Crossing the Finish Line, an important new book by former Princeton president William Bowen, former Macalaster College president Michael McPherson, and Matthew Chingos, relied on two massive databases on the entering class of 1999–one on 96,000 first-time freshmen and 30,000 entering transfer students at 21 flagship universities and the other on 108,000 freshmen and 42,000 transfers at less selective state colleges and universities in four states (Maryland, North Carolina, Ohio, and Virginia)–to compile a wide-ranging book of empirical research on topics impacting American higher education. This is the sixth in a series of posts on their findings (see previous installments on affirmative action, financial aid, transfer students, college admissions, and college dropouts).
Crossing the Finish Line has things to say about virtually every important factor in college life, but by far the most important thing is this:
The SAT and ACT do not matter in predicting college success.
I have been an unequivocal supporter of using the SAT/ACT* in making college admissions decisions (see here and here), but this sample of students and the rigor of this study are impossible to ignore. Here’s what the authors found:
- Taken separately, high school GPA is a better predictor of college graduation rates than SAT/ACT score. This findings holds true across institution type, and gets stronger the less selective an institution is. High school GPA is three to five times more important in predicting college graduation than SAT/ ACT score.

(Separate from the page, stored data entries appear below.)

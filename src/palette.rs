//! Palette reader for matugen's generated colors.
//!
//! matugen has produced two colors.json shapes over time: a nested document
//! with the role mapping under `colors.dark`, and a flat document with the
//! roles directly on the root object. This module normalizes both into one
//! fully-populated [`ColorPalette`].

use anyhow::{Context, Result};
use serde_json::{Map, Value};
use std::fs;
use std::path::Path;

use crate::constants::LOG_TAG;

/// Fixed role table: `(theme.conf key, source JSON key, default hex)`,
/// in the order the keys are written to theme.conf.
const ROLES: [(&str, &str, &str); 8] = [
    ("primaryColor", "primary", "#cba6f7"),
    ("onPrimaryColor", "on_primary", "#1e1e2e"),
    ("surfaceColor", "surface", "#1e1e2e"),
    ("surfaceContainerColor", "surface_container", "#181825"),
    ("onSurfaceColor", "on_surface", "#cdd6f4"),
    ("onSurfaceVariantColor", "on_surface_variant", "#9399b2"),
    ("backgroundColor", "background", "#1e1e2e"),
    ("errorColor", "error", "#f38ba8"),
];

/// Dark-mode color values for every role the theme renders.
///
/// Always fully populated: roles absent from the source fall back to their
/// documented defaults.
#[derive(Debug, Clone, PartialEq, Eq)]
pub struct ColorPalette {
    values: [String; 8],
}

impl ColorPalette {
    /// Returns the `(theme.conf key, hex value)` pairs in write order.
    pub fn entries(&self) -> impl Iterator<Item = (&'static str, &str)> + '_ {
        ROLES
            .iter()
            .zip(self.values.iter())
            .map(|(&(key, _, _), value)| (key, value.as_str()))
    }

    /// The primary accent color (reported in the success log line).
    pub fn primary(&self) -> &str {
        &self.values[0]
    }

    fn from_source(source: &Map<String, Value>) -> Self {
        let values = ROLES.map(|(_, json_key, default)| {
            source
                .get(json_key)
                .and_then(Value::as_str)
                .unwrap_or(default)
                .to_string()
        });
        Self { values }
    }
}

/// Reads the palette file, returning `Ok(None)` when no usable data exists.
///
/// A missing file and a missing dark section are normal conditions: they are
/// logged and the color sync is skipped. A malformed JSON document is not
/// expected under normal operation and propagates as an error.
pub fn read(path: &Path) -> Result<Option<ColorPalette>> {
    if !path.is_file() {
        println!("{LOG_TAG} colors.json not found: {}", path.display());
        return Ok(None);
    }

    let raw = fs::read_to_string(path)
        .with_context(|| format!("Failed to read palette file: {}", path.display()))?;
    let data: Value = serde_json::from_str(&raw)
        .with_context(|| format!("Failed to parse palette file: {}", path.display()))?;

    let Some(source) = dark_colors(&data) else {
        println!("{LOG_TAG} No dark colors in colors.json");
        return Ok(None);
    };

    Ok(Some(ColorPalette::from_source(source)))
}

/// Locates the role mapping inside a parsed colors.json.
///
/// Prefers a non-empty nested `colors.dark` object; falls back to the root
/// object when it carries one of the flat-format canary keys. The canary
/// check is deliberately narrow to match the known matugen output shapes.
fn dark_colors(data: &Value) -> Option<&Map<String, Value>> {
    if let Some(dark) = data
        .get("colors")
        .and_then(|colors| colors.get("dark"))
        .and_then(Value::as_object)
        .filter(|mapping| !mapping.is_empty())
    {
        return Some(dark);
    }

    data.as_object()
        .filter(|mapping| mapping.contains_key("primary") || mapping.contains_key("on_surface"))
}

- SAT and ACT scores are proxies for high school quality. When the authors factored in which high schools students attended (i.e. high school quality), the predictive power of high school GPA went up, and the predictive power of SAT/ ACT scores fell below zero.
- High school quality mattered, but not nearly as much as the student’s GPA. Other research, most notably on Texas’ ten percent admission rule, has proven this before. It’s somewhat counter-intuitive, but it shows that a student’s initiative to succeed, complete their work, and jump any hurdles that come up matters more than the quality of their high school.
What should various actors do with this information? First, colleges and universities need to take a hard look at this new research. It’s one thing when a few rogue institutions go test-optional and claim it works well for them. It’s quite another when a robust, empirical study with a sample of thousands of students at 50 different public institutions shows the SAT and ACT to be so poor at predicting student success.
Second, higher education rankings need to drop the SAT and acceptance rate as measures of institutional quality. These were always indicators of prestige as opposed to quality, but the rankings definitely need to re-think their inclusion now. Back in August I wrote about how institutions going SAT-optional actually improved their SAT scores. Because only students with high scores submitted them, the colleges were able to report much higher scores. And, since the institutions received more applications, they were able to reject more students. All of this boosted their rankings in the eyes of US News.
These steps would pave the way for a more rational college admissions process. We’d get rid of the SAT, that manipulable gatekeeper to higher education opportunity, and move towards an increased reliance on high school GPA, a better predictor of college success. I’ll eat crow in the process, but the research says it’s the right thing to do.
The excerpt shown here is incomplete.